BP and Amazon Deepen Their Successful Relationship

BP and Amazon have agreed to extend their longstanding relationship, with BP to supply additional renewable energy to power Amazon’s operations, and Amazon Web Services (AWS) enabling the acceleration of bp’s programme to digitise its infrastructure and operations.

 

BP sees building relationships with major corporate partners such as Amazon as a key part of its strategy of transforming into an integrated energy company and to delivering its ambition of becoming a net zero company by 2050 or sooner and helping the world get to net zero.

 

William Lin, BP’s executive vice president, regions, cities & solutions, said: “Our successful relationship supports both BPs and Amazon’s ambitions to reduce our emissions and help our customers reduce theirs.
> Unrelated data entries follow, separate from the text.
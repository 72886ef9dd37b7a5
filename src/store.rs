use std::path::Path;
use std::sync::Mutex;

use chrono::{DateTime, Utc};
use rusqlite::{Connection, params};

use crate::recommend::{TrainingPackRecord, TrainingSessionRecord};
use crate::{CoachError, MatchId, MatchRecord, MatchResult, PackId, Result, SkillTier, UserId};

/// Read access to the match corpus owned by the ingestion collaborator.
pub trait MatchStore: Send + Sync {
    /// Most recent matches for a user, newest first.
    fn matches_for_user(&self, user: &UserId, limit: usize) -> Result<Vec<MatchRecord>>;
    /// The user's matches with the given ids; missing ids are skipped.
    fn matches_by_ids(&self, user: &UserId, ids: &[MatchId]) -> Result<Vec<MatchRecord>>;
    /// Most recent processed matches for a user, newest first.
    fn processed_matches(&self, user: &UserId, limit: usize) -> Result<Vec<MatchRecord>>;
    /// The user's matches within a date range, newest first.
    fn matches_in_range(
        &self,
        user: &UserId,
        start: DateTime<Utc>,
        end: DateTime<Utc>,
    ) -> Result<Vec<MatchRecord>>;
    /// Processed matches across all users, for detector training.
    fn all_processed(&self, limit: usize) -> Result<Vec<MatchRecord>>;
}

/// Read access to the training-pack catalog.
pub trait CatalogStore: Send + Sync {
    fn active_packs(&self) -> Result<Vec<TrainingPackRecord>>;
}

/// Read access to a user's practice-session history.
pub trait SessionStore: Send + Sync {
    fn sessions_for_user(&self, user: &UserId) -> Result<Vec<TrainingSessionRecord>>;
}

/// SQLite-backed implementation of the collaborator stores.
pub struct SqliteStore {
    conn: Mutex<Connection>,
}

impl SqliteStore {
    pub fn open(path: &Path) -> Result<Self> {
        let conn = Connection::open(path)?;
        Ok(Self { conn: Mutex::new(conn) })
    }

    pub fn open_in_memory() -> Result<Self> {
        let conn = Connection::open_in_memory()?;
        Ok(Self { conn: Mutex::new(conn) })
    }

    pub fn init_schema(&self) -> Result<()> {
        let conn = self.conn.lock().expect("sqlite lock poisoned");
        conn.execute_batch(
            "CREATE TABLE IF NOT EXISTS matches (
                id TEXT PRIMARY KEY,
                user_id TEXT NOT NULL,
                playlist TEXT NOT NULL,
                duration_seconds INTEGER NOT NULL,
                match_date TEXT NOT NULL,
                score_team_0 INTEGER NOT NULL,
                score_team_1 INTEGER NOT NULL,
                result TEXT NOT NULL,
                goals INTEGER NOT NULL,
                assists INTEGER NOT NULL,
                saves INTEGER NOT NULL,
                shots INTEGER NOT NULL,
                score INTEGER NOT NULL,
                boost_usage REAL,
                average_speed REAL,
                time_on_ground REAL,
                time_low_air REAL,
                time_high_air REAL,
                processed INTEGER NOT NULL DEFAULT 0
            );
            CREATE INDEX IF NOT EXISTS idx_matches_user_date
                ON matches(user_id, match_date DESC);
            CREATE TABLE IF NOT EXISTS training_packs (
                id TEXT PRIMARY KEY,
                name TEXT NOT NULL,
                code TEXT NOT NULL,
                category TEXT NOT NULL,
                subcategory TEXT,
                difficulty INTEGER NOT NULL,
                skill_tier TEXT NOT NULL,
                rating REAL NOT NULL DEFAULT 0,
                rating_count INTEGER NOT NULL DEFAULT 0,
                usage_count INTEGER NOT NULL DEFAULT 0,
                tags TEXT NOT NULL DEFAULT '[]',
                is_official INTEGER NOT NULL DEFAULT 0,
                is_featured INTEGER NOT NULL DEFAULT 0,
                is_active INTEGER NOT NULL DEFAULT 1
            );
            CREATE TABLE IF NOT EXISTS training_sessions (
                id INTEGER PRIMARY KEY AUTOINCREMENT,
                user_id TEXT NOT NULL,
                pack_id TEXT NOT NULL,
                category TEXT NOT NULL,
                started_at TEXT NOT NULL
            );
            CREATE INDEX IF NOT EXISTS idx_sessions_user
                ON training_sessions(user_id);",
        )?;
        Ok(())
    }

    pub fn insert_match(&self, m: &MatchRecord) -> Result<()> {
        let conn = self.conn.lock().expect("sqlite lock poisoned");
        conn.execute(
            "INSERT OR REPLACE INTO matches (
                id, user_id, playlist, duration_seconds, match_date,
                score_team_0, score_team_1, result, goals, assists, saves,
                shots, score, boost_usage, average_speed, time_on_ground,
                time_low_air, time_high_air, processed
            ) VALUES (?1, ?2, ?3, ?4, ?5, ?6, ?7, ?8, ?9, ?10, ?11, ?12, ?13,
                      ?14, ?15, ?16, ?17, ?18, ?19)",
            params![
                m.id.0,
                m.user_id.0,
                m.playlist,
                m.duration_seconds,
                m.match_date.to_rfc3339(),
                m.score_team_0,
                m.score_team_1,
                result_str(m.result),
                m.goals,
                m.assists,
                m.saves,
                m.shots,
                m.score,
                m.boost_usage,
                m.average_speed,
                m.time_on_ground,
                m.time_low_air,
                m.time_high_air,
                m.processed,
            ],
        )?;
        Ok(())
    }

    pub fn insert_pack(&self, p: &TrainingPackRecord) -> Result<()> {
        let conn = self.conn.lock().expect("sqlite lock poisoned");
        conn.execute(
            "INSERT OR REPLACE INTO training_packs (
                id, name, code, category, subcategory, difficulty, skill_tier,
                rating, rating_count, usage_count, tags, is_official,
                is_featured, is_active
            ) VALUES (?1, ?2, ?3, ?4, ?5, ?6, ?7, ?8, ?9, ?10, ?11, ?12, ?13, ?14)",
            params![
                p.id.0,
                p.name,
                p.code,
                p.category,
                p.subcategory,
                p.difficulty,
                p.skill_tier.as_str(),
                p.rating,
                p.rating_count,
                p.usage_count,
                serde_json::to_string(&p.tags)?,
                p.is_official,
                p.is_featured,
                p.is_active,
            ],
        )?;
        Ok(())
    }

    pub fn insert_session(&self, s: &TrainingSessionRecord) -> Result<()> {
        let conn = self.conn.lock().expect("sqlite lock poisoned");
        conn.execute(
            "INSERT INTO training_sessions (user_id, pack_id, category, started_at)
             VALUES (?1, ?2, ?3, ?4)",
            params![s.user_id.0, s.pack_id.0, s.category, s.started_at.to_rfc3339()],
        )?;
        Ok(())
    }

    fn query_matches(&self, sql: &str, args: &[&dyn rusqlite::ToSql]) -> Result<Vec<MatchRecord>> {
        let conn = self.conn.lock().expect("sqlite lock poisoned");
        let mut stmt = conn.prepare(sql)?;
        let rows = stmt.query_map(args, |row| {
            Ok(RawMatch {
                id: row.get(0)?,
                user_id: row.get(1)?,
                playlist: row.get(2)?,
                duration_seconds: row.get(3)?,
                match_date: row.get(4)?,
                score_team_0: row.get(5)?,
                score_team_1: row.get(6)?,
                result: row.get(7)?,
                goals: row.get(8)?,
                assists: row.get(9)?,
                saves: row.get(10)?,
                shots: row.get(11)?,
                score: row.get(12)?,
                boost_usage: row.get(13)?,
                average_speed: row.get(14)?,
                time_on_ground: row.get(15)?,
                time_low_air: row.get(16)?,
                time_high_air: row.get(17)?,
                processed: row.get(18)?,
            })
        })?;

        let mut out = Vec::new();
        for raw in rows {
            out.push(raw?.into_record()?);
        }
        Ok(out)
    }
}

const MATCH_COLUMNS: &str = "id, user_id, playlist, duration_seconds, match_date, \
     score_team_0, score_team_1, result, goals, assists, saves, shots, score, \
     boost_usage, average_speed, time_on_ground, time_low_air, time_high_air, processed";

struct RawMatch {
    id: String,
    user_id: String,
    playlist: String,
    duration_seconds: u32,
    match_date: String,
    score_team_0: i32,
    score_team_1: i32,
    result: String,
    goals: u32,
    assists: u32,
    saves: u32,
    shots: u32,
    score: u32,
    boost_usage: Option<f64>,
    average_speed: Option<f64>,
    time_on_ground: Option<f64>,
    time_low_air: Option<f64>,
    time_high_air: Option<f64>,
    processed: bool,
}

impl RawMatch {
    fn into_record(self) -> Result<MatchRecord> {
        let match_date = DateTime::parse_from_rfc3339(&self.match_date)
            .map_err(|err| CoachError::internal("parse match_date", err))?
            .with_timezone(&Utc);
        Ok(MatchRecord {
            id: MatchId(self.id),
            user_id: UserId(self.user_id),
            playlist: self.playlist,
            duration_seconds: self.duration_seconds,
            match_date,
            score_team_0: self.score_team_0,
            score_team_1: self.score_team_1,
            result: parse_result(&self.result)?,
            goals: self.goals,
            assists: self.assists,
            saves: self.saves,
            shots: self.shots,
            score: self.score,
            boost_usage: self.boost_usage,
            average_speed: self.average_speed,
            time_on_ground: self.time_on_ground,
            time_low_air: self.time_low_air,
            time_high_air: self.time_high_air,
            processed: self.processed,
        })
    }
}

fn result_str(result: MatchResult) -> &'static str {
    match result {
        MatchResult::Win => "win",
        MatchResult::Loss => "loss",
        MatchResult::Draw => "draw",
    }
}

fn parse_result(raw: &str) -> Result<MatchResult> {
    match raw {
        "win" => Ok(MatchResult::Win),
        "loss" => Ok(MatchResult::Loss),
        "draw" => Ok(MatchResult::Draw),
        other => Err(CoachError::internal("parse match result", other)),
    }
}

impl MatchStore for SqliteStore {
    fn matches_for_user(&self, user: &UserId, limit: usize) -> Result<Vec<MatchRecord>> {
        self.query_matches(
            &format!(
                "SELECT {MATCH_COLUMNS} FROM matches WHERE user_id = ?1 \
                 ORDER BY match_date DESC LIMIT ?2"
            ),
            &[&user.0, &(limit as i64)],
        )
    }

    fn matches_by_ids(&self, user: &UserId, ids: &[MatchId]) -> Result<Vec<MatchRecord>> {
        if ids.is_empty() {
            return Ok(Vec::new());
        }
        let placeholders: Vec<String> =
            (0..ids.len()).map(|i| format!("?{}", i + 2)).collect();
        let sql = format!(
            "SELECT {MATCH_COLUMNS} FROM matches WHERE user_id = ?1 AND id IN ({}) \
             ORDER BY match_date DESC",
            placeholders.join(", ")
        );
        let mut args: Vec<&dyn rusqlite::ToSql> = vec![&user.0];
        for id in ids {
            args.push(&id.0);
        }
        self.query_matches(&sql, &args)
    }

    fn processed_matches(&self, user: &UserId, limit: usize) -> Result<Vec<MatchRecord>> {
        self.query_matches(
            &format!(
                "SELECT {MATCH_COLUMNS} FROM matches WHERE user_id = ?1 AND processed = 1 \
                 ORDER BY match_date DESC LIMIT ?2"
            ),
            &[&user.0, &(limit as i64)],
        )
    }

    fn matches_in_range(
        &self,
        user: &UserId,
        start: DateTime<Utc>,
        end: DateTime<Utc>,
    ) -> Result<Vec<MatchRecord>> {
        self.query_matches(
            &format!(
                "SELECT {MATCH_COLUMNS} FROM matches WHERE user_id = ?1 \
                 AND match_date >= ?2 AND match_date <= ?3 ORDER BY match_date DESC"
            ),
            &[&user.0, &start.to_rfc3339(), &end.to_rfc3339()],
        )
    }

    fn all_processed(&self, limit: usize) -> Result<Vec<MatchRecord>> {
        self.query_matches(
            &format!(
                "SELECT {MATCH_COLUMNS} FROM matches WHERE processed = 1 \
                 ORDER BY match_date DESC LIMIT ?1"
            ),
            &[&(limit as i64)],
        )
    }
}

impl CatalogStore for SqliteStore {
    fn active_packs(&self) -> Result<Vec<TrainingPackRecord>> {
        let conn = self.conn.lock().expect("sqlite lock poisoned");
        let mut stmt = conn.prepare(
            "SELECT id, name, code, category, subcategory, difficulty, skill_tier, \
                    rating, rating_count, usage_count, tags, is_official, is_featured, \
                    is_active \
             FROM training_packs WHERE is_active = 1 ORDER BY id",
        )?;
        let rows = stmt.query_map([], |row| {
            Ok((
                row.get::<_, String>(0)?,
                row.get::<_, String>(1)?,
                row.get::<_, String>(2)?,
                row.get::<_, String>(3)?,
                row.get::<_, Option<String>>(4)?,
                row.get::<_, u8>(5)?,
                row.get::<_, String>(6)?,
                row.get::<_, f64>(7)?,
                row.get::<_, u32>(8)?,
                row.get::<_, u32>(9)?,
                row.get::<_, String>(10)?,
                row.get::<_, bool>(11)?,
                row.get::<_, bool>(12)?,
                row.get::<_, bool>(13)?,
            ))
        })?;

        let mut out = Vec::new();
        for row in rows {
            let (
                id,
                name,
                code,
                category,
                subcategory,
                difficulty,
                tier,
                rating,
                rating_count,
                usage_count,
                tags,
                is_official,
                is_featured,
                is_active,
            ) = row?;
            out.push(TrainingPackRecord {
                id: PackId(id),
                name,
                code,
                category,
                subcategory,
                difficulty,
                skill_tier: SkillTier::parse(&tier).unwrap_or(SkillTier::Platinum),
                rating,
                rating_count,
                usage_count,
                tags: serde_json::from_str(&tags).unwrap_or_default(),
                is_official,
                is_featured,
                is_active,
            });
        }
        Ok(out)
    }
}

impl SessionStore for SqliteStore {
    fn sessions_for_user(&self, user: &UserId) -> Result<Vec<TrainingSessionRecord>> {
        let conn = self.conn.lock().expect("sqlite lock poisoned");
        let mut stmt = conn.prepare(
            "SELECT user_id, pack_id, category, started_at FROM training_sessions \
             WHERE user_id = ?1 ORDER BY started_at",
        )?;
        let rows = stmt.query_map(params![user.0], |row| {
            Ok((
                row.get::<_, String>(0)?,
                row.get::<_, String>(1)?,
                row.get::<_, String>(2)?,
                row.get::<_, String>(3)?,
            ))
        })?;

        let mut out = Vec::new();
        for row in rows {
            let (user_id, pack_id, category, started_at) = row?;
            let started_at = DateTime::parse_from_rfc3339(&started_at)
                .map_err(|err| CoachError::internal("parse started_at", err))?
                .with_timezone(&Utc);
            out.push(TrainingSessionRecord {
                user_id: UserId(user_id),
                pack_id: PackId(pack_id),
                category,
                started_at,
            });
        }
        Ok(out)
    }
}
Amazon is helping bp with innovative digital technologies and, using our trading capabilities and scale, we will give Amazon the reliable and flexible renewable energy supplies they need to meet their ambition to decarbonise.”

 

“These new agreements with BP help us towards our goal of powering our operations with 100 percent renewable energy,” said Nat Sahlstrom, Director, Amazon Energy.

 

“Our push for more renewable energy is one step toward our goal of reaching net-zero carbon by 2040 as part of Amazon’s commitment to The Climate Pledge.”

 

BP to supply more renewable energy for AWS data centres
In a new series of clean power agreements, BP has agreed to more than triple the renewable power which it will supply Amazon in Europe.

 

 

BP will supply Amazon with an additional 404MW of wind power in Europe, starting in 2022 – 275MW sourced from a new wind project in Sweden and 129MW from two new wind projects in Scotland.

 

This is in addition to the companies’ December 2019 agreement for BP to supply AWS in Europe with around 170MW of renewable power.

 

AWS enabling BP’s digital transformation
Building on their longstanding relationship, in December 2019 BP agreed to migrate over 900 key applications hosted in its European mega data centres to the AWS cloud.

 

One year on, the migration is running ahead of schedule with over 60% of BP’s European mega data centre workloads now migrated to the AWS cloud, including business-critical applications and trading platforms.

 

By utilising AWS’s services, data centres and cloud capabilities, BP can reduce energy use and emissions from its own digital infrastructure and data centres.

 

BP’s increasing digital transformation includes data migrations and application modernisation to cloud-native technologies, as well as collaboration on several artificial intelligence (AI) and machine learning use cases, for example:

 

  • using Talk2Me – an automated AI support system powered by Amazon Alexa – to reduce 40% of helpdesk calls in bp retail

 

  • migrating to the Amazon Aurora cloud database for bp trading, achieving new levels of operational resiliency and performance improvements

 

  • modernising BP procurement and supply chain using Amazon QuickSight, a business intelligence tool powered by machine learning, to automatically track purchases and analyse spending trends

 

As more data accumulates, repetitive tasks can be automated, optimising costs and processes, and driving efficiencies.

 

BP and Amazon continue to see potential to further grow and deepen their relationship, increasing the benefits of digital innovation and support for achieving their common sustainability ambitions.